Last year I was introduced to a father who told me about how his daughter had spent months and months in Great Ormond Street Hospital in London being treated for a rare cancer. We were exchanging stories about our experiences with our respective children in hospital and then went on to discuss the work of Thinking of Oscar. When I mentioned the Vein Finders that we were in the process of putting into the Oxford Children’s hospital and how they would have been such a help for Oscar with his blood tests and cannulations this other dad told me how he had never heard of the technology and how his daughter had had hundreds of procedures and that the AccuVein would have made such a difference to her.

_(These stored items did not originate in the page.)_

use serde_json::Value;

use crate::Error;
use crate::http::HttpResponse;

/// Decode a response body as JSON.
///
/// A `204 No Content` reply with an empty (or all-whitespace) body decodes
/// to `null`. An empty body under any other status is a decode error.
pub fn parse_json_body(response: &HttpResponse) -> Result<Value, Error> {
    if response.status == 204 && response.body.iter().all(u8::is_ascii_whitespace) {
        return Ok(Value::Null);
    }

    serde_json::from_slice(&response.body).map_err(|_| Error::Decode {
        status: response.status,
        body: String::from_utf8_lossy(&response.body).into_owned(),
    })
}

/// Gate between a successful reply and a provider-reported failure.
///
/// If `body` is a JSON object whose `error` member is non-empty, the reply
/// becomes [`Error::IdentityProvider`] carrying the rendered error value, a
/// code of 0 and the full payload. Otherwise `body` is returned unchanged.
/// `response` is accepted so the status can be consulted later; today it is not.
pub fn check_provider_error(_response: &HttpResponse, body: Value) -> Result<Value, Error> {
    let message = body
        .get("error")
        .filter(|error| !is_empty_value(error))
        .map(render_error_value);

    match message {
        Some(message) => Err(Error::IdentityProvider {
            message,
            code: 0,
            body,
        }),
        None => Ok(body),
    }
}

/// Render an arbitrary JSON value as a stable diagnostic string:
/// strings as-is, everything else as compact JSON.
pub fn render_error_value(value: &Value) -> String {
    match value {
        Value::String(s) => s.clone(),
        other => other.to_string(),
    }
}

// null, false, 0, "", [] and {} count as "no error"
fn is_empty_value(value: &Value) -> bool {
    match value {
        Value::Null => true,
        Value::Bool(b) => !b,
        Value::Number(n) => n.as_f64() == Some(0.0),
        Value::String(s) => s.is_empty(),
        Value::Array(a) => a.is_empty(),
        Value::Object(o) => o.is_empty(),
    }
}
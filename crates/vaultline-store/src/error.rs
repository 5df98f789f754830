//! Error types for the metadata store.

use thiserror::Error;

/// Errors that can occur during metadata persistence.
#[derive(Debug, Error)]
pub enum StoreError {
    /// A record with this resource id already exists (records are
    /// append-only).
    #[error("resource already recorded: {0}")]
    DuplicateResource(String),

    /// Transport-level failure against the collaborator API.
    #[error("metadata transport error: {0}")]
    Transport(String),

    /// The collaborator answered with a non-2xx status.
    #[error("metadata API returned status {status}: {body}")]
    UnexpectedStatus { status: u16, body: String },

    /// Response body did not deserialize.
    #[error("malformed metadata response: {0}")]
    BadResponse(String),
}

/// Result type for store operations.
pub type Result<T> = std::result::Result<T, StoreError>;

Last week I visited Great Ormond Street Hospital (GOSH) for the first time. It is currently undergoing a £300M redevelopment, helping to retain it’s spot as one of the top 2 children’s hospitals in the world alongside the Boston Children’s Hospital. I was met by two lovely ladies from the GOSH Charity and then introduced to some doctors and a staff nurse who had heard about the vein finders and were keen to get them into GOSH. In fact I found out that they did have one, however it could only be used by 2 doctors in the whole hospital and they were in desperate need of another. They have employed a “2 strikes and you are out” policy in the hospital, meaning that you get 2 attempts to get it right with a child and then you have to call one of these 2 specialist doctors in. With over 250,000 children passing through the gates of GOSH every year, from all corners of the globe, they are expected to be the best and have the best and largely they are. We discussed the benefits of the technology, how the John Radcliffe Children’s Hospital in Oxford had found them to be vital, not only to help the children but also to ease the fears of both parents and doctors.

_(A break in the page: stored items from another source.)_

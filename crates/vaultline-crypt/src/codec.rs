//! Threshold codec: encrypt/decrypt orchestration around the quorum.

use std::sync::Arc;

use tracing::debug;

use vaultline_core::{EncryptionId, PackageId};

use crate::envelope::SealedEnvelope;
use crate::error::{CryptError, Result};
use crate::proof::AuthorizationProofBuilder;
use crate::quorum::{DecryptRequest, KeyServerQuorum};
use crate::session::SessionKey;

/// Wraps plaintext into sealed envelopes and back.
pub struct ThresholdCodec {
    quorum: Arc<dyn KeyServerQuorum>,
    package_id: PackageId,
}

impl ThresholdCodec {
    /// Create a codec bound to one policy package.
    pub fn new(quorum: Arc<dyn KeyServerQuorum>, package_id: PackageId) -> Self {
        Self { quorum, package_id }
    }

    /// The policy package this codec encrypts under.
    pub fn package_id(&self) -> PackageId {
        self.package_id
    }

    /// Encrypt plaintext under a freshly allocated encryption id.
    ///
    /// Any quorum failure aborts before a single byte could reach storage.
    pub async fn encrypt(
        &self,
        plaintext: &[u8],
        id: &EncryptionId,
        threshold: u8,
    ) -> Result<SealedEnvelope> {
        let ciphertext = self
            .quorum
            .encrypt(threshold, self.package_id, id, plaintext)
            .await?;

        debug!(
            id = %id,
            plaintext_len = plaintext.len(),
            ciphertext_len = ciphertext.len(),
            "sealed plaintext"
        );

        Ok(SealedEnvelope::new(
            self.package_id,
            id.clone(),
            threshold,
            ciphertext,
        ))
    }

    /// Decrypt stored envelope bytes.
    ///
    /// Order is fixed: session expiry check (zero quorum calls on expiry),
    /// envelope parse, proof build from the *parsed* id, quorum decrypt.
    /// The record's claimed encryption id plays no part here.
    pub async fn decrypt(
        &self,
        envelope_bytes: &[u8],
        session: &SessionKey,
        proof: &AuthorizationProofBuilder,
    ) -> Result<Vec<u8>> {
        if session.is_expired() {
            return Err(CryptError::SessionExpired);
        }

        let envelope = SealedEnvelope::parse(envelope_bytes)?;
        let proof_tx_bytes = proof.build(envelope.id()).await?;

        debug!(
            id = %envelope.id(),
            threshold = envelope.threshold,
            "requesting quorum decrypt"
        );

        self.quorum
            .decrypt(DecryptRequest {
                package_id: envelope.package_id,
                id: envelope.id(),
                threshold: envelope.threshold,
                ciphertext: &envelope.ciphertext,
                session,
                proof_tx_bytes: &proof_tx_bytes,
            })
            .await
    }
}

#[cfg(test)]
mod tests {
    use super::*;
    use crate::proof::{AuthorizationCall, AuthorizationTemplate, LedgerClient};
    use async_trait::async_trait;
    use std::sync::atomic::{AtomicUsize, Ordering};
    use std::sync::Mutex;
    use vaultline_core::{ObjectRef, SigningIdentity};

    /// Quorum double: "encrypts" by prefixing a marker, records decrypt
    /// requests for assertions.
    #[derive(Default)]
    struct RecordingQuorum {
        decrypt_calls: AtomicUsize,
        last_decrypt_id: Mutex<Option<String>>,
    }

    #[async_trait]
    impl KeyServerQuorum for RecordingQuorum {
        async fn encrypt(
            &self,
            _threshold: u8,
            _package_id: PackageId,
            _id: &EncryptionId,
            plaintext: &[u8],
        ) -> Result<Vec<u8>> {
            let mut out = b"sealed:".to_vec();
            out.extend_from_slice(plaintext);
            Ok(out)
        }

        async fn decrypt(&self, request: DecryptRequest<'_>) -> Result<Vec<u8>> {
            self.decrypt_calls.fetch_add(1, Ordering::SeqCst);
            *self.last_decrypt_id.lock().unwrap() = Some(request.id.to_hex());
            assert!(!request.proof_tx_bytes.is_empty());
            Ok(request.ciphertext[b"sealed:".len()..].to_vec())
        }
    }

    struct CborLedger;

    #[async_trait]
    impl LedgerClient for CborLedger {
        async fn transaction_kind_bytes(&self, call: &AuthorizationCall) -> Result<Vec<u8>> {
            let mut buf = Vec::new();
            ciborium::into_writer(call, &mut buf)
                .map_err(|e| CryptError::ProofBuild(e.to_string()))?;
            Ok(buf)
        }
    }

    fn package() -> PackageId {
        PackageId::new(ObjectRef::from_bytes([0x21; 32]))
    }

    fn proof_builder() -> AuthorizationProofBuilder {
        AuthorizationProofBuilder::new(
            Arc::new(CborLedger),
            package(),
            AuthorizationTemplate::Allowlist {
                allowlist: ObjectRef::from_bytes([0x31; 32]),
            },
        )
    }

    #[tokio::test]
    async fn test_encrypt_decrypt_roundtrip() {
        let quorum = Arc::new(RecordingQuorum::default());
        let codec = ThresholdCodec::new(quorum.clone(), package());
        let identity = SigningIdentity::generate();
        let session = SessionKey::create(package(), 10, &identity).await.unwrap();

        let id = EncryptionId::allocate(&ObjectRef::from_bytes([0x41; 32]));
        let envelope = codec.encrypt(b"payload", &id, 2).await.unwrap();

        let plaintext = codec
            .decrypt(&envelope.to_bytes(), &session, &proof_builder())
            .await
            .unwrap();
        assert_eq!(plaintext, b"payload");
    }

    #[tokio::test]
    async fn test_decrypt_uses_envelope_id_not_caller_metadata() {
        let quorum = Arc::new(RecordingQuorum::default());
        let codec = ThresholdCodec::new(quorum.clone(), package());
        let identity = SigningIdentity::generate();
        let session = SessionKey::create(package(), 10, &identity).await.unwrap();

        let id = EncryptionId::allocate(&ObjectRef::from_bytes([0x42; 32]));
        let envelope = codec.encrypt(b"x", &id, 2).await.unwrap();

        codec
            .decrypt(&envelope.to_bytes(), &session, &proof_builder())
            .await
            .unwrap();

        // The quorum saw the id recovered from the envelope itself.
        let seen = quorum.last_decrypt_id.lock().unwrap().clone().unwrap();
        assert_eq!(seen, id.to_hex());
    }

    #[tokio::test]
    async fn test_expired_session_makes_zero_quorum_calls() {
        let quorum = Arc::new(RecordingQuorum::default());
        let codec = ThresholdCodec::new(quorum.clone(), package());
        let identity = SigningIdentity::generate();
        let session = SessionKey::create_at(package(), 1, &identity, 0).await.unwrap();
        assert!(session.is_expired());

        let id = EncryptionId::allocate(&ObjectRef::from_bytes([0x43; 32]));
        let envelope = codec.encrypt(b"x", &id, 2).await.unwrap();

        let err = codec
            .decrypt(&envelope.to_bytes(), &session, &proof_builder())
            .await
            .unwrap_err();

        assert!(matches!(err, CryptError::SessionExpired));
        assert_eq!(quorum.decrypt_calls.load(Ordering::SeqCst), 0);
    }

    #[tokio::test]
    async fn test_malformed_envelope_fails_before_proof() {
        let quorum = Arc::new(RecordingQuorum::default());
        let codec = ThresholdCodec::new(quorum.clone(), package());
        let identity = SigningIdentity::generate();
        let session = SessionKey::create(package(), 10, &identity).await.unwrap();

        let err = codec
            .decrypt(b"garbage", &session, &proof_builder())
            .await
            .unwrap_err();

        assert!(matches!(err, CryptError::MalformedEnvelope(_)));
        assert_eq!(quorum.decrypt_calls.load(Ordering::SeqCst), 0);
    }
}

I was then shown round the children’s cardiac ward where they would like our donation to be housed. The ward sister treated me like a VIP, explaining the facilities that they had and the impact that the vein finder could have to so many children. Sometimes babies who are a matter of just a few hours old would be transferred from the maternity unit in the nearby UCL hospital to the high dependency unit on the cardiac ward at GOSH. She explained how finding veins in these very tiny babies could be so difficult and how Thinking of Oscar could make a difference through the provision of a vein finder device.

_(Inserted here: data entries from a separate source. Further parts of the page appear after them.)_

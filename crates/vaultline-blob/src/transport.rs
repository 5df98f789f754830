//! Blob transport abstraction.
//!
//! The transport is the wire seam under the endpoint pool: one attempt
//! against one endpoint. Implementations may use HTTP or anything else;
//! the pool owns fallback and timeouts.

use async_trait::async_trait;
use bytes::Bytes;

use vaultline_core::BlobLocator;

use crate::endpoint::StorageEndpoint;
use crate::error::{BlobError, Result};
use crate::reply::StoreReply;

/// Transport trait for single-endpoint blob operations.
///
/// Implementations must be thread-safe (Send + Sync).
#[async_trait]
pub trait BlobTransport: Send + Sync {
    /// Store bytes on one publisher endpoint.
    async fn put_blob(
        &self,
        endpoint: &StorageEndpoint,
        epochs: u64,
        bytes: &[u8],
    ) -> Result<StoreReply>;

    /// Fetch a blob from one aggregator endpoint.
    async fn get_blob(&self, endpoint: &StorageEndpoint, locator: &BlobLocator) -> Result<Bytes>;
}

/// Production transport over HTTP.
pub struct HttpBlobTransport {
    client: reqwest::Client,
}

impl HttpBlobTransport {
    /// Create a transport with a default client.
    pub fn new() -> Self {
        Self {
            client: reqwest::Client::new(),
        }
    }

    /// Create a transport around an existing client (shared connection
    /// pools, custom TLS config).
    pub fn with_client(client: reqwest::Client) -> Self {
        Self { client }
    }
}

impl Default for HttpBlobTransport {
    fn default() -> Self {
        Self::new()
    }
}

#[async_trait]
impl BlobTransport for HttpBlobTransport {
    async fn put_blob(
        &self,
        endpoint: &StorageEndpoint,
        epochs: u64,
        bytes: &[u8],
    ) -> Result<StoreReply> {
        let url = endpoint.store_url(epochs);
        let response = self
            .client
            .put(&url)
            .header(reqwest::header::CONTENT_TYPE, "application/octet-stream")
            .body(bytes.to_vec())
            .send()
            .await
            .map_err(|e| BlobError::Transport(e.to_string()))?;

        let status = response.status();
        if !status.is_success() {
            let body = response.text().await.unwrap_or_default();
            return Err(BlobError::UnexpectedStatus {
                endpoint: endpoint.base_url.clone(),
                status: status.as_u16(),
                body,
            });
        }

        response
            .json::<StoreReply>()
            .await
            .map_err(|e| BlobError::BadResponse(e.to_string()))
    }

    async fn get_blob(&self, endpoint: &StorageEndpoint, locator: &BlobLocator) -> Result<Bytes> {
        let url = endpoint.blob_url(locator);
        let response = self
            .client
            .get(&url)
            .header(reqwest::header::ACCEPT, "application/octet-stream, */*")
            .send()
            .await
            .map_err(|e| BlobError::Transport(e.to_string()))?;

        let status = response.status();
        if !status.is_success() {
            let body = response.text().await.unwrap_or_default();
            return Err(BlobError::UnexpectedStatus {
                endpoint: endpoint.base_url.clone(),
                status: status.as_u16(),
                body,
            });
        }

        response
            .bytes()
            .await
            .map_err(|e| BlobError::Transport(e.to_string()))
    }
}

/// An in-memory storage network for testing.
///
/// Content-addressed like the real network: the locator is the blake3 hash
/// of the blob bytes, so storing the same content twice yields the
/// "already certified" reply. Individual endpoints can be marked as failing
/// to script fallback scenarios.
pub mod memory {
    use super::*;
    use crate::reply::{AlreadyCertified, BlobObject, CertificationEvent, NewlyCreated};
    use std::collections::{HashMap, HashSet};
    use tokio::sync::RwLock;

    /// Shared state for the simulated network.
    #[derive(Default)]
    pub struct MemoryBlobNetwork {
        blobs: RwLock<HashMap<String, Bytes>>,
        failing: RwLock<HashSet<String>>,
        attempts: RwLock<Vec<String>>,
    }

    impl MemoryBlobNetwork {
        /// Create an empty network.
        pub fn new() -> Self {
            Self::default()
        }

        /// Mark an endpoint (by base URL) as down.
        pub async fn fail_endpoint(&self, base_url: &str) {
            self.failing.write().await.insert(base_url.to_string());
        }

        /// Bring a failed endpoint back.
        pub async fn restore_endpoint(&self, base_url: &str) {
            self.failing.write().await.remove(base_url);
        }

        /// The base URLs attempted so far, in order.
        pub async fn attempts(&self) -> Vec<String> {
            self.attempts.read().await.clone()
        }

        /// Number of blobs currently stored.
        pub async fn blob_count(&self) -> usize {
            self.blobs.read().await.len()
        }

        async fn record_attempt(&self, endpoint: &StorageEndpoint) -> Result<()> {
            self.attempts
                .write()
                .await
                .push(endpoint.base_url.clone());
            if self.failing.read().await.contains(&endpoint.base_url) {
                return Err(BlobError::Transport(format!(
                    "simulated outage at {}",
                    endpoint.base_url
                )));
            }
            Ok(())
        }
    }

    #[async_trait]
    impl BlobTransport for MemoryBlobNetwork {
        async fn put_blob(
            &self,
            endpoint: &StorageEndpoint,
            _epochs: u64,
            bytes: &[u8],
        ) -> Result<StoreReply> {
            self.record_attempt(endpoint).await?;

            let locator = blake3::hash(bytes).to_hex().to_string();
            let mut blobs = self.blobs.write().await;

            if blobs.contains_key(&locator) {
                Ok(StoreReply::AlreadyCertified(AlreadyCertified {
                    blob_id: locator.clone(),
                    event: CertificationEvent {
                        tx_digest: format!("0xcert{}", &locator[..8]),
                    },
                }))
            } else {
                blobs.insert(locator.clone(), Bytes::copy_from_slice(bytes));
                Ok(StoreReply::NewlyCreated(NewlyCreated {
                    blob_object: BlobObject {
                        blob_id: locator.clone(),
                        id: format!("0xblob{}", &locator[..8]),
                    },
                }))
            }
        }

        async fn get_blob(
            &self,
            endpoint: &StorageEndpoint,
            locator: &BlobLocator,
        ) -> Result<Bytes> {
            self.record_attempt(endpoint).await?;

            self.blobs
                .read()
                .await
                .get(locator.as_str())
                .cloned()
                .ok_or_else(|| BlobError::UnexpectedStatus {
                    endpoint: endpoint.base_url.clone(),
                    status: 404,
                    body: "blob not found".to_string(),
                })
        }
    }
}

#[cfg(test)]
mod tests {
    use super::memory::MemoryBlobNetwork;
    use super::*;

    #[tokio::test]
    async fn test_memory_network_store_and_fetch() {
        let network = MemoryBlobNetwork::new();
        let publisher = StorageEndpoint::publisher("https://pub-1.test");
        let aggregator = StorageEndpoint::aggregator("https://agg-1.test");

        let reply = network.put_blob(&publisher, 1, b"ciphertext").await.unwrap();
        let stored = reply.into_stored();

        let fetched = network.get_blob(&aggregator, &stored.locator).await.unwrap();
        assert_eq!(fetched.as_ref(), b"ciphertext");
    }

    #[tokio::test]
    async fn test_memory_network_is_content_addressed() {
        let network = MemoryBlobNetwork::new();
        let publisher = StorageEndpoint::publisher("https://pub-1.test");

        let first = network.put_blob(&publisher, 1, b"same bytes").await.unwrap();
        let second = network.put_blob(&publisher, 1, b"same bytes").await.unwrap();

        assert!(matches!(first, StoreReply::NewlyCreated(_)));
        assert!(matches!(second, StoreReply::AlreadyCertified(_)));
        assert_eq!(
            first.into_stored().locator,
            second.into_stored().locator
        );
        assert_eq!(network.blob_count().await, 1);
    }

    #[tokio::test]
    async fn test_memory_network_scripted_failure() {
        let network = MemoryBlobNetwork::new();
        let publisher = StorageEndpoint::publisher("https://pub-down.test");
        network.fail_endpoint("https://pub-down.test").await;

        let err = network.put_blob(&publisher, 1, b"x").await.unwrap_err();
        assert!(matches!(err, BlobError::Transport(_)));

        network.restore_endpoint("https://pub-down.test").await;
        assert!(network.put_blob(&publisher, 1, b"x").await.is_ok());
    }
}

We hope to make the donation of another Accuvein Vein Finder to GOSH asap. We thought long and hard about making this investment and talked it through with our trustees. Our perception had been that so many people would already be fundraising specifically for Great Ormond Street Children’s Hospital but in fact the funds that they have are already allocated to vital research or improvements to facilities. This is why Thinking of Oscar’s contribution will make such an important and immediate difference. Thinking of Oscar has been set up to help children and their families whilst in hospital care and we look to fund innovation and improvements over and above what the NHS can provide. Although we continue to be supported by our local community, we are also so grateful for the support that we are receiving from further afield. We have realised that children who require specialist care will sometimes need to go to the likes of GOSH (rather than stay at the local hospital) and so we want to make sure that we can help as many children and families as possible, wherever they are. Our ambition is big. Eventually we want to be able to say that Oscar’s legacy has helped not only to make children’s experiences better whilst in hospital care but that lives have been saved too.